Untuk mendapatkan keuntungan yang besar, tergantung dari proses penghalusan daun dan pengeringan. Jika kasar hasil pengirisannya atau keras saat digenggam, harganya di bawah 100 ribu sampai 50 ribu per kilogram. Sebaliknya, jika hasil pengirisan halus dan disortir, warga tidak menjual ke tengkulak di gudang, melainkan dijual eceran secara mandiri.
Ia menambahkan, tembakau sortiran dengan irisan halus dilakukan oleh tenaga profesional. Bagi irisannya yang kasar, berarti menggunakan tenaga mesin. Bila daun dibiarkan, maka akan membusuk. Itulah alasannya petani mempercepat penghalusan dan pengeringan di bawah terik matahari.
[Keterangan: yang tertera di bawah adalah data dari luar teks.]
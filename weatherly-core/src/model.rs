use chrono::{DateTime, Utc};
use serde::{Deserialize, Serialize};

/// The location weather is fetched for.
///
/// Coordinates are optional: a location picked by name may not have been
/// geocoded yet, and such a location is never sent to the provider.
#[derive(Debug, Clone, PartialEq, Serialize, Deserialize)]
pub struct Location {
    pub name: String,
    #[serde(default)]
    pub country: Option<String>,
    #[serde(default)]
    pub state: Option<String>,
    pub latitude: Option<f64>,
    pub longitude: Option<f64>,
}

impl Location {
    pub fn new(name: impl Into<String>, latitude: f64, longitude: f64) -> Self {
        Self {
            name: name.into(),
            country: None,
            state: None,
            latitude: Some(latitude),
            longitude: Some(longitude),
        }
    }

    /// Both coordinates, if set and finite.
    pub fn coordinates(&self) -> Option<(f64, f64)> {
        match (self.latitude, self.longitude) {
            (Some(lat), Some(lon)) if lat.is_finite() && lon.is_finite() => Some((lat, lon)),
            _ => None,
        }
    }

    /// "Name, State, Country" with the missing parts left out.
    pub fn display_name(&self) -> String {
        [Some(self.name.as_str()), self.state.as_deref(), self.country.as_deref()]
            .into_iter()
            .flatten()
            .filter(|s| !s.is_empty())
            .collect::<Vec<_>>()
            .join(", ")
    }
}

/// A weather condition entry as reported by the provider.
#[derive(Debug, Clone, PartialEq, Serialize, Deserialize)]
pub struct Condition {
    pub id: i32,
    pub main: String,
    pub description: String,
    pub icon: String,
}

#[derive(Debug, Clone, PartialEq, Serialize, Deserialize)]
pub struct Current {
    pub dt: i64,
    #[serde(default)]
    pub sunrise: Option<i64>,
    #[serde(default)]
    pub sunset: Option<i64>,
    pub temp: f64,
    pub feels_like: f64,
    #[serde(default)]
    pub pressure: u32,
    pub humidity: u8,
    #[serde(default)]
    pub uvi: f64,
    #[serde(default)]
    pub clouds: u8,
    #[serde(default)]
    pub visibility: Option<u32>,
    pub wind_speed: f64,
    #[serde(default)]
    pub wind_deg: u16,
    #[serde(default)]
    pub weather: Vec<Condition>,
}

impl Current {
    pub fn time(&self) -> Option<DateTime<Utc>> {
        unix_to_utc(self.dt)
    }

    pub fn condition(&self) -> Option<&Condition> {
        self.weather.first()
    }
}

#[derive(Debug, Clone, PartialEq, Serialize, Deserialize)]
pub struct Hourly {
    pub dt: i64,
    pub temp: f64,
    pub feels_like: f64,
    pub humidity: u8,
    /// Probability of precipitation, 0.0..=1.0.
    #[serde(default)]
    pub pop: f64,
    pub wind_speed: f64,
    #[serde(default)]
    pub weather: Vec<Condition>,
}

impl Hourly {
    pub fn time(&self) -> Option<DateTime<Utc>> {
        unix_to_utc(self.dt)
    }

    pub fn condition(&self) -> Option<&Condition> {
        self.weather.first()
    }
}

#[derive(Debug, Clone, PartialEq, Serialize, Deserialize)]
pub struct DailyTemp {
    pub day: f64,
    pub min: f64,
    pub max: f64,
    pub night: f64,
    pub eve: f64,
    pub morn: f64,
}

#[derive(Debug, Clone, PartialEq, Serialize, Deserialize)]
pub struct Daily {
    pub dt: i64,
    pub sunrise: i64,
    pub sunset: i64,
    pub temp: DailyTemp,
    pub humidity: u8,
    #[serde(default)]
    pub pop: f64,
    pub wind_speed: f64,
    #[serde(default)]
    pub weather: Vec<Condition>,
}

impl Daily {
    pub fn time(&self) -> Option<DateTime<Utc>> {
        unix_to_utc(self.dt)
    }

    pub fn condition(&self) -> Option<&Condition> {
        self.weather.first()
    }
}

/// Everything one fetch returns. Replaced as a whole on every successful
/// update.
#[derive(Debug, Clone, PartialEq, Serialize, Deserialize)]
pub struct WeatherSnapshot {
    #[serde(rename = "lat")]
    pub latitude: f64,
    #[serde(rename = "lon")]
    pub longitude: f64,
    #[serde(default)]
    pub timezone: String,
    #[serde(default)]
    pub timezone_offset: i32,
    #[serde(default)]
    pub current: Option<Current>,
    #[serde(default)]
    pub hourly: Vec<Hourly>,
    #[serde(default)]
    pub daily: Vec<Daily>,
}

pub(crate) fn unix_to_utc(ts: i64) -> Option<DateTime<Utc>> {
    DateTime::from_timestamp(ts, 0)
}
"Sampai detik ini tembakau Bakeong diburu oleh pabrik rokok ternama, seperti Gudang Garam, Djarum, dan lainnya. Ada pula yang diburu oleh pemborong rokok yang gudangnya berafiliasi dengan pabrik rokok yang berlabel besar serta laku pada pemilik pabrik rokok lokal yang memiliki surat izin resmi," curahnya.
Kampung Jambangan
Alumnus Pondok Pesantren Annuqayah Guluk-Guluk ini menyatakan, tembakau Bakeong mengalami pemurnian sehingga muncul sebuah jenis atau kategori tembakau. Kampung yang terkenal di sana ada di kampung Jambangan.
Diberi nama Jambangan, karena tembakaunya mahal, hasil irisannya halus dan disortir rapi. Jenis tembakau itu diberi nama Campalok yang harga per kilogram mencapai jutaan rupiah. Bila dibeli tengkulak, harganya berubah. Ada pula kasta lainnya yang diberi nama Tarebung, Kapodhang, dan jenis lainnya.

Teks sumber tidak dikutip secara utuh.